The day had its share of scares. A freighter was escorted out of New York Harbor after tests detected radiation residue. Two domestic airliners were diverted because of suspicious activity by passengers. A state office building in Columbus, Ohio, was evacuated for about two hours when explosives were detected in a nearby van.

But none of those scares appeared to be serious. And none of the nightmare scenarios outlined Tuesday by federal officials materialized - no car bombings in South Asia, no suicide attacks in the Middle East, no small-scale acts of violence at home.

The memorial observances at the Pentagon, in southwest Pennsylvania and at ground zero were among thousands of community events across the country as Americans paid their respects to the dead and expressed their national solidarity.

Girl Scout and Boy Scout troops lit candles in nighttime vigils. Office workers used lunch breaks to attend noontime church services. About 60 Muslims and non-Muslims gathered at Cincinnati's Islamic Center to pray for religious freedom and acceptance. Other cities reached for patriotic notes. In Des Moines, Iowa, police and fire units paraded from the state capitol to the city's baseball stadium for a ceremony that ended with fireworks.

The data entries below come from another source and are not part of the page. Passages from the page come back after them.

//! Typed model variants and the classify-then-populate factory.
//!
//! This module defines:
//!
//! - the variant structs (`Base`, `User`, `Term`, ...): declared fields plus
//!   an extension bag for anything the schema doesn't anticipate
//! - the closed variant catalogue (`registry`)
//! - the `factory` that turns a raw API record into a populated variant

use serde::Serialize;
use serde_json::{Map, Value};

pub mod attachment;
pub mod base;
pub mod factory;
mod fields;
pub mod page;
pub mod post_type;
pub mod registry;
pub mod taxonomy;
pub mod term;
pub mod user;

pub use attachment::Attachment;
pub use base::Base;
pub use page::Page;
pub use post_type::PostType;
pub use registry::{ClassOverride, VariantKind};
pub use taxonomy::Taxonomy;
pub use term::Term;
pub use user::User;

/// A populated model instance of some registered variant.
///
/// Serializes untagged: a `Model` reads back as the flat record it was
/// populated from (declared fields plus the flattened extension bag).
#[derive(Debug, Clone, PartialEq, Serialize)]
#[serde(untagged)]
pub enum Model {
    User(User),
    Term(Term),
    Taxonomy(Taxonomy),
    Attachment(Attachment),
    Page(Page),
    PostType(PostType),
    Base(Base),
}

impl Model {
    /// Which registered variant this instance is.
    pub fn variant(&self) -> VariantKind {
        match self {
            Self::User(_) => VariantKind::User,
            Self::Term(_) => VariantKind::Term,
            Self::Taxonomy(_) => VariantKind::Taxonomy,
            Self::Attachment(_) => VariantKind::Attachment,
            Self::Page(_) => VariantKind::Page,
            Self::PostType(_) => VariantKind::PostType,
            Self::Base(_) => VariantKind::Base,
        }
    }

    /// Assign one source field by name (populator-only entry point).
    pub(crate) fn assign(&mut self, name: &str, value: Value) {
        match self {
            Self::User(m) => m.assign(name, value),
            Self::Term(m) => m.assign(name, value),
            Self::Taxonomy(m) => m.assign(name, value),
            Self::Attachment(m) => m.assign(name, value),
            Self::Page(m) => m.assign(name, value),
            Self::PostType(m) => m.assign(name, value),
            Self::Base(m) => m.assign(name, value),
        }
    }

    /// Uniform get-by-name over declared fields and the extension bag.
    pub fn field(&self, name: &str) -> Option<Value> {
        fields::lookup(self, name)
    }

    /// All populated field names, sorted.
    pub fn field_names(&self) -> Vec<String> {
        fields::field_names(self)
    }

    /// Set-by-name accessor for the extension bag.
    pub fn set_extra(&mut self, name: impl Into<String>, value: Value) {
        self.extra_mut().insert(name.into(), value);
    }

    /// The variant's extension bag.
    pub fn extra(&self) -> &Map<String, Value> {
        match self {
            Self::User(m) => &m.extra,
            Self::Term(m) => &m.extra,
            Self::Taxonomy(m) => &m.extra,
            Self::Attachment(m) => &m.core.extra,
            Self::Page(m) => &m.core.extra,
            Self::PostType(m) => &m.extra,
            Self::Base(m) => &m.extra,
        }
    }

    fn extra_mut(&mut self) -> &mut Map<String, Value> {
        match self {
            Self::User(m) => &mut m.extra,
            Self::Term(m) => &mut m.extra,
            Self::Taxonomy(m) => &mut m.extra,
            Self::Attachment(m) => &mut m.core.extra,
            Self::Page(m) => &mut m.core.extra,
            Self::PostType(m) => &mut m.extra,
            Self::Base(m) => &mut m.extra,
        }
    }

    /// Numeric resource id, where the variant has one.
    pub fn id(&self) -> Option<i64> {
        match self {
            Self::User(m) => m.id,
            Self::Term(m) => m.id,
            Self::Taxonomy(_) | Self::PostType(_) => None,
            Self::Attachment(m) => m.core.id,
            Self::Page(m) => m.core.id,
            Self::Base(m) => m.id,
        }
    }

    pub fn slug(&self) -> Option<&str> {
        match self {
            Self::User(m) => m.slug.as_deref(),
            Self::Term(m) => m.slug.as_deref(),
            Self::Taxonomy(m) => m.slug.as_deref(),
            Self::Attachment(m) => m.core.slug.as_deref(),
            Self::Page(m) => m.core.slug.as_deref(),
            Self::PostType(m) => m.slug.as_deref(),
            Self::Base(m) => m.slug.as_deref(),
        }
    }

    pub fn link(&self) -> Option<&str> {
        match self {
            Self::User(m) => m.link.as_deref(),
            Self::Term(m) => m.link.as_deref(),
            Self::Taxonomy(_) | Self::PostType(_) => None,
            Self::Attachment(m) => m.core.link.as_deref(),
            Self::Page(m) => m.core.link.as_deref(),
            Self::Base(m) => m.link.as_deref(),
        }
    }

    /// Best human-readable label: rendered title for post-shaped variants,
    /// `name` for the rest.
    pub fn label(&self) -> Option<&str> {
        match self {
            Self::User(m) => m.name.as_deref(),
            Self::Term(m) => m.name.as_deref(),
            Self::Taxonomy(m) => m.name.as_deref(),
            Self::Attachment(m) => m.core.title(),
            Self::Page(m) => m.core.title(),
            Self::PostType(m) => m.name.as_deref(),
            Self::Base(m) => m.title(),
        }
    }
}

#[cfg(test)]
mod tests {
    use super::*;
    use serde_json::json;

    #[test]
    fn field_sees_declared_and_bag_uniformly() {
        let mut model = VariantKind::Base.construct();
        model.assign("id", json!(9));
        model.assign("custom_flag", json!(true));
        assert_eq!(model.field("id"), Some(json!(9)));
        assert_eq!(model.field("custom_flag"), Some(json!(true)));
        assert_eq!(model.field("absent"), None);
    }

    #[test]
    fn set_extra_is_visible_through_field() {
        let mut model = VariantKind::Term.construct();
        model.set_extra("color", json!("teal"));
        assert_eq!(model.field("color"), Some(json!("teal")));
        assert_eq!(model.extra().get("color"), Some(&json!("teal")));
    }

    #[test]
    fn serializes_flat_with_type_key() {
        let mut model = VariantKind::Page.construct();
        model.assign("type", json!("page"));
        model.assign("parent", json!(3));
        let value = serde_json::to_value(&model).unwrap();
        assert_eq!(value["type"], json!("page"));
        assert_eq!(value["parent"], json!(3));
    }
}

The world took note as well. Mozart's Requiem was performed in 20 times zones, starting in New Zealand. Three thousand torches, one for each victim, were lit in Norway's capital of Oslo.

The anniversary left its mark in myriad ways. TV networks banned or limited commercials. Political candidates pulled their advertising. Domestic airlines cut more than 10 percent of their flights and reported a sharp drop in passenger traffic, as many Americans decided to play it safe. A few workers got the day off as a paid holiday.

But in other respects, it was a normal work and school day in the United States. School officials in Washington decided against extensive ceremonies, fearing that some students might be upset by the reminder of last year's terror.

Congress was in regular session, engaged in its usual partisan battles over issues such as homeland security and spending measures. But at the end of the day, members went to the Capitol's east steps and reprised the song they sang on the same day a year ago: "God Bless America."

Rob Hotakainen in New York, Muriel Dobbin in Washington and Lawrence M. O'Rourke in Shanksville, Pa., contributed to this report.